Decorators are stacked in the order you add them, with the last one being the outermost wrapper.

Custom Decorators¶

To create a custom decorator, extend SchemaDecorator:

from askrita.sqlagent.database.schema_decorators import SchemaDecorator

class MyCustomDecorator(SchemaDecorator):
    def enhance_schema(self, schema: str, config) -> str:
        return f"-- Custom header\n{schema}"

Cross-Project Access (BigQuery)¶

For BigQuery, Ask RITA can query tables across multiple GCP projects and datasets.

Configuration¶

database:
  connection_string: "bigquery://my-project/my-dataset"
  bigquery_project_id: "my-project"

  cross_project_access:
    enabled: true
    datasets:
      - project_id: "other-project"
        dataset_id: "shared_data"
        include_tables: ["customers", "orders"]  # Optional filter
      - project_id: "analytics-project"
        dataset_id: "reports"
        exclude_tables: ["temp_*"]               # Optional exclusion pattern

    cache_metadata: true
    metadata_refresh_interval: 7200  # Seconds (default: 7200)

How It Works¶

The CrossProjectSchemaDecorator queries INFORMATION_SCHEMA.TABLES and INFORMATION_SCHEMA.COLUMNS for each configured dataset
Table and column metadata is appended to the schema
The SchemaMetadataDecorator adds a cross-project summary to the header
Table names in generated SQL are fully qualified: project.dataset.table

Filtering¶

include_tables: Only include listed tables (exact match)
exclude_tables: Exclude tables matching patterns (supports * wildcards)
If neither is specified, all tables in the dataset are included

Metadata Caching¶

Cross-project metadata is cached separately from the main schema cache:

database:
  cross_project_access:
    cache_metadata: true
    metadata_refresh_interval: 7200  # 2 hours

Validation¶

BigQuery cross-project access uses a chain-of-responsibility pattern (ValidationContext / ValidationStep) to validate connections and permissions before querying metadata.

Custom SQL Syntax¶

For databases with non-standard SQL syntax, you can provide hints to the LLM:

Configuration¶

database:
  sql_syntax:
    dialect_hints:
      - "Use LIMIT instead of TOP for row limiting"
      - "Date functions use DATE_TRUNC('month', column) syntax"
      - "String concatenation uses || operator, not CONCAT()"
    date_format: "YYYY-MM-DD"
    identifier_quoting: "double_quotes"  # or "backticks" or "brackets"
    catalog_separator: "."

The SQLSyntaxConfig passes these hints into the SQL generation prompt, helping the LLM produce valid SQL for your specific database dialect.

Configuration Reference¶

Complete Schema Enrichment Configuration¶

database:
  connection_string: "bigquery://my-project/my-dataset"
  bigquery_project_id: "my-project"

  # Caching
  cache_schema: true
  schema_refresh_interval: 3600

  # Cross-project access (BigQuery only)
  cross_project_access:
    enabled: true
    datasets:
      - project_id: "other-project"
        dataset_id: "shared_data"
    cache_metadata: true
    metadata_refresh_interval: 7200

  # Descriptions
  schema_descriptions:
    project_context: "E-commerce analytics database"
    automatic_extraction:
      enabled: true
      fallback_to_column_name: true
      include_data_types: true
      extract_comments: true
    tables:
      orders:
        description: "Purchase orders"
        business_purpose: "Transaction tracking"
        override_mode: "supplement"
    columns:
      customer_id:
        description: "Unique customer identifier"
        mode: "supplement"
        business_context: "Maps to CRM customer_id"
    business_terms:
      "AOV": "Average Order Value"
      "active customer": "Ordered in the last 90 days"

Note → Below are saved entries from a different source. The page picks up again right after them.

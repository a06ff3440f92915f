//! XMP Core CLI
//!
//! Diagnostic front end for the XMP property-tree core

use clap::{Parser, Subcommand};
use xmpcore::logging_facility::{self, Profile};

mod commands;

#[derive(Debug, Parser)]
#[command(name = "xmpcore")]
#[command(about = "XMP Core - property tree diagnostics", long_about = None)]
struct Cli {
    /// Emit debug logs
    #[arg(short, long, global = true)]
    verbose: bool,

    #[command(subcommand)]
    command: Commands,
}

#[derive(Debug, Subcommand)]
enum Commands {
    /// Dump the namespace prefix to URI map
    Namespaces(commands::namespaces::NamespacesArgs),
    /// List the built-in aliases
    Aliases(commands::aliases::AliasesArgs),
    /// Decode an option word
    Flags(commands::flags::FlagsArgs),
    /// Build, sort and dump a sample metadata object
    Demo(commands::demo::DemoArgs),
}

fn main() {
    let cli = Cli::parse();
    if cli.verbose {
        logging_facility::init(Profile::Development);
    }

    let result = xmpcore::library::initialize()
        .map_err(anyhow::Error::from)
        .and_then(|()| {
            let outcome = match cli.command {
                Commands::Namespaces(args) => commands::namespaces::execute(args),
                Commands::Aliases(args) => commands::aliases::execute(args),
                Commands::Flags(args) => commands::flags::execute(args),
                Commands::Demo(args) => commands::demo::execute(args),
            };
            xmpcore::library::terminate();
            outcome
        });

    if let Err(e) = result {
        eprintln!("Error: {:#}", e);
        std::process::exit(1);
    }
}
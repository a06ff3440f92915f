/// Flag names for bits 31 down to 0
const OPTION_NAMES: [&str; 32] = [
    " schema", // 0x8000_0000
    " ?30",
    " ?29",
    " -COMMAS-",
    " ?27", // 0x0800_0000
    " ?26",
    " ?25",
    " ?24",
    " ?23", // 0x0080_0000
    " isStale",
    " isDerived",
    " isStable",
    " ?19", // 0x0008_0000
    " isInternal",
    " hasAliases",
    " isAlias",
    " -AFTER-", // 0x0000_8000
    " -BEFORE-",
    " isCompact",
    " isLangAlt",
    " isAlt", // 0x0000_0800
    " isOrdered",
    " isArray",
    " isStruct",
    " hasType", // 0x0000_0080
    " hasLang",
    " isQual",
    " hasQual",
    " ?3", // 0x0000_0008
    " ?2",
    " URI",
    " ?0",
];

/// Write an option word as `(0x<HEX> : name name ...)`, or `(0x0)` for zero
pub fn dump_options(bits: u32, out: &mut dyn FnMut(&str)) {
    if bits == 0 {
        out("(0x0)");
        return;
    }
    out(&format!("(0x{:X} :", bits));
    for (position, name) in OPTION_NAMES.iter().enumerate() {
        let mask = 0x8000_0000u32 >> position;
        if bits & mask != 0 {
            out(name);
        }
    }
    out(")");
}

/// [`dump_options`] into a `String`
pub fn format_options(bits: u32) -> String {
    let mut text = String::new();
    dump_options(bits, &mut |s| text.push_str(s));
    text
}
//! Aliases command
//!
//! Usage: xmpcore aliases [--json]

use clap::Args;
use std::collections::BTreeMap;

#[derive(Debug, Args)]
pub struct AliasesArgs {
    /// Print a JSON object of alias to actual path
    #[arg(long)]
    pub json: bool,
}

/// Execute aliases command
pub fn execute(args: AliasesArgs) -> anyhow::Result<()> {
    let registries = xmpcore::library::registries()?;
    let guard = registries.read()?;
    let table: BTreeMap<&str, String> = guard
        .aliases
        .entries()
        .map(|(alias, actual)| (alias, actual.to_string()))
        .collect();

    if args.json {
        println!("{}", serde_json::to_string_pretty(&table)?);
        return Ok(());
    }

    let width = table.keys().map(|alias| alias.len()).max().unwrap_or(0);
    for (alias, actual) in &table {
        println!("{:>width$} => {}", alias, actual, width = width);
    }
    Ok(())
}
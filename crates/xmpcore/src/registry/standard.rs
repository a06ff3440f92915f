//! Built-in registrations
//!
//! Static tables applied once when the registries are first created.

use xmpcore_types::ns;

use crate::errors::Result;
use crate::options::raw::{ARRAY_IS_ALT_TEXT, ARRAY_IS_ORDERED};

use super::{AliasRegistry, NamespaceRegistry};

/// `(uri, prefix)` for every namespace registered at startup, in
/// registration order
pub const STANDARD_NAMESPACES: &[(&str, &str)] = &[
    (ns::XML, "xml"),
    (ns::RDF, "rdf"),
    (ns::DC, "dc"),
    (ns::XMP, "xmp"),
    (ns::PDF, "pdf"),
    (ns::PHOTOSHOP, "photoshop"),
    (ns::PS_ALBUM, "album"),
    (ns::EXIF, "exif"),
    (ns::EXIF_AUX, "aux"),
    (ns::EXIF_EX, "exifEX"),
    (ns::TIFF, "tiff"),
    (ns::PNG, "png"),
    (ns::JPEG, "jpeg"),
    (ns::JP2K, "jp2k"),
    (ns::CAMERA_RAW, "crs"),
    (ns::ASF, "asf"),
    (ns::WAV, "wav"),
    (ns::ADOBE_STOCK_PHOTO, "bmsp"),
    (ns::CREATOR_ATOM, "creatorAtom"),
    (ns::XMP_RIGHTS, "xmpRights"),
    (ns::XMP_MM, "xmpMM"),
    (ns::XMP_BJ, "xmpBJ"),
    (ns::XMP_NOTE, "xmpNote"),
    (ns::DYNAMIC_MEDIA, "xmpDM"),
    (ns::SCRIPT, "xmpScript"),
    (ns::BWF, "bext"),
    (ns::AES_CART, "AEScart"),
    (ns::RIFF_INFO, "riffinfo"),
    (ns::XMP_TEXT, "xmpT"),
    (ns::XMP_PAGED_FILE, "xmpTPg"),
    (ns::XMP_GRAPHICS, "xmpG"),
    (ns::XMP_IMAGE, "xmpGImg"),
    (ns::ST_FONT, "stFnt"),
    (ns::ST_DIMENSIONS, "stDim"),
    (ns::ST_RESOURCE_EVENT, "stEvt"),
    (ns::ST_RESOURCE_REF, "stRef"),
    (ns::ST_VERSION, "stVer"),
    (ns::ST_JOB, "stJob"),
    (ns::ST_MANIFEST_ITEM, "stMfs"),
    (ns::IDENTIFIER_QUAL, "xmpidq"),
    (ns::IPTC_CORE, "Iptc4xmpCore"),
    (ns::IPTC_EXT, "Iptc4xmpExt"),
    (ns::DICOM, "DICOM"),
    (ns::PLUS, "plus"),
    (ns::PDFA_SCHEMA, "pdfaSchema"),
    (ns::PDFA_PROPERTY, "pdfaProperty"),
    (ns::PDFA_TYPE, "pdfaType"),
    (ns::PDFA_FIELD, "pdfaField"),
    (ns::PDFA_ID, "pdfaid"),
    (ns::PDFA_EXTENSION, "pdfaExtension"),
    (ns::PDFX, "pdfx"),
    (ns::PDFX_ID, "pdfxid"),
    (ns::ADOBE_META, "x"),
    (ns::IX, "iX"),
    (ns::IXML, "iXML"),
    (ns::MICROSOFT_PHOTO, "MicrosoftPhoto"),
];

/// One built-in alias: `(alias ns, alias prop, actual ns, actual prop, array form)`
pub type AliasSpec = (&'static str, &'static str, &'static str, &'static str, u32);

pub const STANDARD_ALIASES: &[AliasSpec] = &[
    // xmp:
    (ns::XMP, "Author", ns::DC, "creator", ARRAY_IS_ORDERED),
    (ns::XMP, "Authors", ns::DC, "creator", 0),
    (ns::XMP, "Description", ns::DC, "description", 0),
    (ns::XMP, "Format", ns::DC, "format", 0),
    (ns::XMP, "Keywords", ns::DC, "subject", 0),
    (ns::XMP, "Locale", ns::DC, "language", 0),
    (ns::XMP, "Title", ns::DC, "title", 0),
    (ns::XMP_RIGHTS, "Copyright", ns::DC, "rights", 0),
    // pdf:
    (ns::PDF, "Author", ns::DC, "creator", ARRAY_IS_ORDERED),
    (ns::PDF, "BaseURL", ns::XMP, "BaseURL", 0),
    (ns::PDF, "CreationDate", ns::XMP, "CreateDate", 0),
    (ns::PDF, "Creator", ns::XMP, "CreatorTool", 0),
    (ns::PDF, "ModDate", ns::XMP, "ModifyDate", 0),
    (ns::PDF, "Subject", ns::DC, "description", ARRAY_IS_ALT_TEXT),
    (ns::PDF, "Title", ns::DC, "title", ARRAY_IS_ALT_TEXT),
    // photoshop:
    (ns::PHOTOSHOP, "Author", ns::DC, "creator", ARRAY_IS_ORDERED),
    (ns::PHOTOSHOP, "Caption", ns::DC, "description", ARRAY_IS_ALT_TEXT),
    (ns::PHOTOSHOP, "Copyright", ns::DC, "rights", ARRAY_IS_ALT_TEXT),
    (ns::PHOTOSHOP, "Keywords", ns::DC, "subject", 0),
    (ns::PHOTOSHOP, "Marked", ns::XMP_RIGHTS, "Marked", 0),
    (ns::PHOTOSHOP, "Title", ns::DC, "title", ARRAY_IS_ALT_TEXT),
    (ns::PHOTOSHOP, "WebStatement", ns::XMP_RIGHTS, "WebStatement", 0),
    // tiff: and exif:
    (ns::TIFF, "Artist", ns::DC, "creator", ARRAY_IS_ORDERED),
    (ns::TIFF, "Copyright", ns::DC, "rights", 0),
    (ns::TIFF, "DateTime", ns::XMP, "ModifyDate", 0),
    (ns::TIFF, "ImageDescription", ns::DC, "description", ARRAY_IS_ALT_TEXT),
    (ns::TIFF, "Software", ns::XMP, "CreatorTool", 0),
    (ns::EXIF, "DateTimeDigitized", ns::XMP, "CreateDate", 0),
    // png:
    (ns::PNG, "Author", ns::DC, "creator", ARRAY_IS_ORDERED),
    (ns::PNG, "Copyright", ns::DC, "rights", ARRAY_IS_ALT_TEXT),
    (ns::PNG, "CreationTime", ns::XMP, "CreateDate", 0),
    (ns::PNG, "Description", ns::DC, "description", ARRAY_IS_ALT_TEXT),
    (ns::PNG, "ModificationTime", ns::XMP, "ModifyDate", 0),
    (ns::PNG, "Software", ns::XMP, "CreatorTool", 0),
    (ns::PNG, "Title", ns::DC, "title", ARRAY_IS_ALT_TEXT),
];

/// Register every standard namespace
///
/// # Errors
/// Propagates a registration failure, which indicates a bad table entry
pub fn register_standard_namespaces(namespaces: &mut NamespaceRegistry) -> Result<()> {
    for (uri, prefix) in STANDARD_NAMESPACES {
        namespaces.define(uri, prefix)?;
    }
    Ok(())
}

/// Register every standard alias
///
/// # Errors
/// Propagates a registration failure, which indicates a bad table entry
pub fn register_standard_aliases(
    namespaces: &NamespaceRegistry,
    aliases: &mut AliasRegistry,
) -> Result<()> {
    for &(alias_ns, alias_prop, actual_ns, actual_prop, form) in STANDARD_ALIASES {
        aliases.register(namespaces, alias_ns, alias_prop, actual_ns, actual_prop, form)?;
    }
    Ok(())
}
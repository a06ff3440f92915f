use serde::{Deserialize, Serialize};

use crate::errors::Result;
use crate::options::NodeOptions;

use super::node::NodeId;
use super::tree::PropertyTree;

/// Owned copy of a subtree, free of arena handles
///
/// Two trees are structurally equal when the snapshots of their roots are
/// equal. Also used for JSON output of a tree.
#[derive(Debug, Clone, PartialEq, Eq, Serialize, Deserialize)]
pub struct NodeSnapshot {
    pub name: String,
    #[serde(default, skip_serializing_if = "String::is_empty")]
    pub value: String,
    pub options: NodeOptions,
    #[serde(default, skip_serializing_if = "Vec::is_empty")]
    pub qualifiers: Vec<NodeSnapshot>,
    #[serde(default, skip_serializing_if = "Vec::is_empty")]
    pub children: Vec<NodeSnapshot>,
}

impl NodeSnapshot {
    /// Capture the subtree rooted at `id`
    ///
    /// # Errors
    /// * `StaleNode` - If `id` or any link below it is dangling
    pub fn capture(tree: &PropertyTree, id: NodeId) -> Result<Self> {
        let node = tree.node(id)?;
        let qualifiers = node
            .qualifiers
            .iter()
            .map(|&q| Self::capture(tree, q))
            .collect::<Result<Vec<_>>>()?;
        let children = node
            .children
            .iter()
            .map(|&c| Self::capture(tree, c))
            .collect::<Result<Vec<_>>>()?;
        Ok(Self {
            name: node.name.clone(),
            value: node.value.clone(),
            options: node.options,
            qualifiers,
            children,
        })
    }

    /// Number of nodes in this subtree, qualifiers included
    pub fn node_count(&self) -> usize {
        1 + self
            .qualifiers
            .iter()
            .chain(&self.children)
            .map(NodeSnapshot::node_count)
            .sum::<usize>()
    }

    /// Number of simple non-qualifier nodes with no children
    pub fn leaf_count(&self) -> usize {
        let own = usize::from(self.children.is_empty() && !self.options.is_qualifier());
        own + self
            .qualifiers
            .iter()
            .chain(&self.children)
            .map(NodeSnapshot::leaf_count)
            .sum::<usize>()
    }

    /// Number of qualifier nodes anywhere in this subtree
    pub fn qualifier_count(&self) -> usize {
        self.qualifiers.len()
            + self
                .qualifiers
                .iter()
                .chain(&self.children)
                .map(NodeSnapshot::qualifier_count)
                .sum::<usize>()
    }

    /// Every value in the subtree, in traversal order
    pub fn values(&self) -> Vec<&str> {
        let mut out = vec![self.value.as_str()];
        for node in self.qualifiers.iter().chain(&self.children) {
            out.extend(node.values());
        }
        out
    }
}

  # Custom SQL syntax hints
  sql_syntax:
    dialect_hints:
      - "Use LIMIT for row limiting"
    date_format: "YYYY-MM-DD"

Troubleshooting¶

Schema Not Being Cached¶

Symptom: Every query triggers a schema fetch.

Check database.cache_schema: true in your config
Check schema_refresh_interval — if set to 0, cache is always expired
Verify with workflow.get_cache_status()

Descriptions Not Appearing in Schema¶

Symptom: Manual descriptions are not added to the schema.

Ensure schema_descriptions is nested under database in the YAML
Check that automatic_extraction.enabled is true for auto descriptions
Verify column names in columns match the actual database column names
Check the mode — auto_only ignores manual descriptions

Cross-Project Tables Not Found¶

Symptom: Cross-project tables are not in the schema.

Ensure cross_project_access.enabled: true
Check that the service account has bigquery.tables.list and bigquery.tables.get permissions on the target project
Verify project_id and dataset_id are correct
Check include_tables / exclude_tables filters

Schema Too Large for LLM Context¶

Symptom: Token limit errors during SQL generation.

Use cross_project_access filters (include_tables, exclude_tables) to reduce schema size
Focus schema_descriptions on high-value tables only
The framework automatically manages token budgets, but very large schemas may still exceed limits

Stale Schema After DDL Changes¶

Symptom: New tables or columns are not recognized.

workflow.clear_schema_cache()
result = workflow.query("Show me the new_table data")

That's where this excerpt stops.